Von Claudia Crodel 03.06.2008, 15:56

Saalekreis/MZ. - "Das Schwierigste ist immer, mit dem Fahrrad aus Halle herauszukommen", sagt Helmut Ripperger. Der 57-Jährige weiß, wovon er spricht. Schließlich ist er seit über 40 Jahren leidenschaftlicher Fahrradfahrer. Seit langem arbeitet der einstige Mitarbeiter des Rechenzentrums der Leunawerke, der gegenwärtig arbeitslos ist, ehrenamtlich auch als Radtourenleiter beim ADFC, dem Allgemeinen Deutschen Fahrrad-Club.

Dass die MZ eine Radpartie veranstaltet, findet Ripperger sehr gut. Er selbst überlegt noch, ob er an der 61-Kilometer-Strecke oder der 105-Kilometer-Distanz an den Start geht. Als Radtourenleiter hat für ihn die Saison schon Anfang April begonnen. Bis zum Herbst wird er weit mehr als ein Dutzend Touren für den ADFC leiten.

Am Mittwoch ab 17 Uhr geht es beispielsweise vom Marktplatz Halle zum Yachthafen Salzmünde. Die meisten Touren starten in Halle, führen quer durch den Saalekreis, oft auch über die Kreisgrenze hinweg. Sein oberstes Gebot dabei: "Jede Tour wird vorher von mir abgefahren."

Doch dabei belässt es Ripperger nicht. Vielmehr organisiert er einiges für die Tourteilnehmer, meldet sich beispielsweise vorher bei einem Dorfbäcker auf der Strecke an, das der schon mal ein paar Kannen Kaffee kochen kann, bevor das fröhlich radelnde Völkchen hungrig und durstig bei ihm ankommt.

"Ich fahre nicht unbedingt immer den Saaleradwanderweg", meint Ripperger. Er kennt auch viele Feldwege im Kreis, die gut mit dem Rad zu befahren und wegen des geringen Fahrzeugaufkommens auch recht sicher sind.

Im Landkreis gebe es schöne Strecken, umso mehr ärgert sich der Tourenleiter, dass beim Straßenbau nach wie vor nur wenig an die Radfahrer gedacht wird. So habe die Stadt Halle vor längerer Zeit angekündigt, die Strecke vom Halle-Neustädter Südpark nach Angersdorf für Radler auszubauen. Es sei bislang nichts passiert.

Seit dem es die Autobahn gibt, sei es auch nicht mehr möglich, auf kurzem Weg von Zscherben nach Teutschenthal zu kommen, weil die Autobahn den Weg abschneide. Unter der Autobahn weg könne man auch nicht radeln, weil dort die Bahnlinie langgehe.

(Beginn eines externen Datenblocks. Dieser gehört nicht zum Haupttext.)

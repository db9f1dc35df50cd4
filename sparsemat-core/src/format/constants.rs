//! Text format constants

/// Key of the first header line (`rows=<n>`)
pub const ROWS_KEY: &str = "rows";

/// Key of the second header line (`cols=<n>`)
pub const COLS_KEY: &str = "cols";

/// Separator between a header key and its value
pub const HEADER_SEPARATOR: char = '=';

/// Opening delimiter of an entry line
pub const ENTRY_OPEN: char = '(';

/// Closing delimiter of an entry line
pub const ENTRY_CLOSE: char = ')';

/// Separator between the fields of an entry line
pub const FIELD_SEPARATOR: char = ',';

Kreuzgefährlich sei zudem die Fahrradstrecke von Halle über Diemitz nach Peißen. Und selbst der Saaleradwanderweg sei nicht immer vorteilhaft für Radler, zählt der Mann weiter auf. "Zwischen Brachwitz und Döblitz wurde ein Teil der Kopfsteinpflaster-Straße für die Fahrradfahrer asphaltiert. Doch das nutzen jetzt vor allem die Autofahrer für sich", sagt Ripperger.

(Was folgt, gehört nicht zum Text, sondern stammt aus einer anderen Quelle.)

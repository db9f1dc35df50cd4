//! Parse configuration

/// Options controlling how matrix text is decoded
///
/// ```
/// use sparsemat_core::ParseConfig;
///
/// let config = ParseConfig::default().with_bounds_check(true);
/// assert!(config.bounds_check());
/// ```
#[derive(Debug, Clone, Copy, PartialEq, Eq, Default)]
pub struct ParseConfig {
    bounds_check: bool,
}

impl ParseConfig {
    pub const fn new() -> Self {
        Self {
            bounds_check: false,
        }
    }

    /// Reject entries whose coordinates fall outside the declared shape
    ///
    /// Off by default: out-of-range entries are accepted as written.
    pub const fn with_bounds_check(mut self, enabled: bool) -> Self {
        self.bounds_check = enabled;
        self
    }

    pub const fn bounds_check(&self) -> bool {
        self.bounds_check
    }
}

Er, der nie einen Führerschein besessen hat und dies nach eigenen Worten auch nicht bereut, schwört übrigens auf seinen alten Mifa-Drahtesel aus dem Jahr 1979, der keine Gangschaltung hat. "Das war einst ein Test-Fahrrad von Mifa. Ich hatte die Aufgabe, in einem Vierteljahr 2 000 Kilometer zu fahren. Es wurden 5 000", erinnert sich Ripperger, der unendlich viele Geschichten erzählen kann.

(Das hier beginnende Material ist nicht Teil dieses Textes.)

//! Text encoding of sparse matrices
//!
//! ```text
//! rows=<integer>
//! cols=<integer>
//! (<row>, <col>, <value>)
//! ...
//! ```
//!
//! Decoding skips blank lines after the header. Encoding writes entries
//! sorted by `(row, col)` and no blank lines, so two matrices with the
//! same content always encode to the same bytes.

use alloc::string::String;
use core::fmt;
use core::str::FromStr;

use super::constants::{COLS_KEY, ROWS_KEY};
use super::header::Shape;
use crate::config::ParseConfig;
use crate::error::{Field, ParseError, ParseErrorKind};
use crate::matrix::SparseMatrix;
use crate::traits::MatrixElement;
use crate::validation::{check_coordinate, parse_entry_line, parse_header_line};

/// Decode a matrix from its text form
///
/// Every data line is applied through [`SparseMatrix::set`], so a
/// repeated coordinate keeps its last value and zero values are
/// dropped. Errors carry the 1-based number of the offending line.
pub fn parse_matrix<T: MatrixElement>(
    text: &str,
    config: &ParseConfig,
) -> Result<SparseMatrix<T>, ParseError> {
    let mut lines = text
        .lines()
        .enumerate()
        .map(|(index, line)| (index + 1, line));

    let rows = parse_header(lines.next(), 1, ROWS_KEY, Field::Rows)?;
    let cols = parse_header(lines.next(), 2, COLS_KEY, Field::Cols)?;
    let shape = Shape::new(rows, cols);

    let mut matrix = SparseMatrix::new(rows, cols);
    for (line_number, line) in lines {
        if line.trim().is_empty() {
            continue;
        }

        let at_line = |kind| ParseError::new(line_number, kind);
        let entry = parse_entry_line::<T>(line).map_err(at_line)?;
        if config.bounds_check() {
            check_coordinate(entry.row, entry.col, shape).map_err(at_line)?;
        }
        matrix.set(entry.row, entry.col, entry.value);
    }

    Ok(matrix)
}

fn parse_header(
    line: Option<(usize, &str)>,
    expected_line: usize,
    key: &'static str,
    field: Field,
) -> Result<usize, ParseError> {
    let (line_number, line) =
        line.ok_or(ParseError::new(expected_line, ParseErrorKind::MissingHeader { key }))?;
    parse_header_line(line, key, field).map_err(|kind| ParseError::new(line_number, kind))
}

/// Encode a matrix into any `fmt::Write` sink
pub fn write_text<T, W>(matrix: &SparseMatrix<T>, out: &mut W) -> fmt::Result
where
    T: MatrixElement,
    W: fmt::Write,
{
    matrix.shape().write_header(out)?;
    for entry in matrix.sorted_entries() {
        writeln!(out, "{entry}")?;
    }
    Ok(())
}

impl<T: MatrixElement> SparseMatrix<T> {
    /// Decode with the default [`ParseConfig`]
    pub fn parse(text: &str) -> Result<Self, ParseError> {
        parse_matrix(text, &ParseConfig::default())
    }

    /// Encode into a freshly allocated string
    pub fn to_text(&self) -> String {
        let mut out = String::new();
        // Writing into a String never fails
        let _ = write_text(self, &mut out);
        out
    }
}

impl<T: MatrixElement> FromStr for SparseMatrix<T> {
    type Err = ParseError;

    fn from_str(s: &str) -> Result<Self, Self::Err> {
        Self::parse(s)
    }
}

/// Formats the matrix in its text encoding
impl<T: MatrixElement> fmt::Display for SparseMatrix<T> {
    fn fmt(&self, f: &mut fmt::Formatter<'_>) -> fmt::Result {
        write_text(self, f)
    }
}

So trage sein Rad bei Bekannten in Thüringen den Namen "Born-Senf-Express". Und das kam so: Mitte der 60er Jahre gab es in Halle einen Senf-Engpass. Ripperger, der leidenschaftlich gern Senf isst, stieg - gerade 15 Jahre alt - auf sein Fahrrad und fuhr über die Bezirksgrenze bis Großheringen, wo er sich und seine Familie in einem Geschäft mit Born-Senf eindeckte.

Seit dieser ersten langen Strecke lässt ihn das Radfahren nicht mehr los, sagt er. Noch heute hat Ripperger eine Transportkiste auf seinem Rad befestigt, auf der unter anderem auch ein Schild der traditionsreichen Senffabrik aus Erfurt klebt.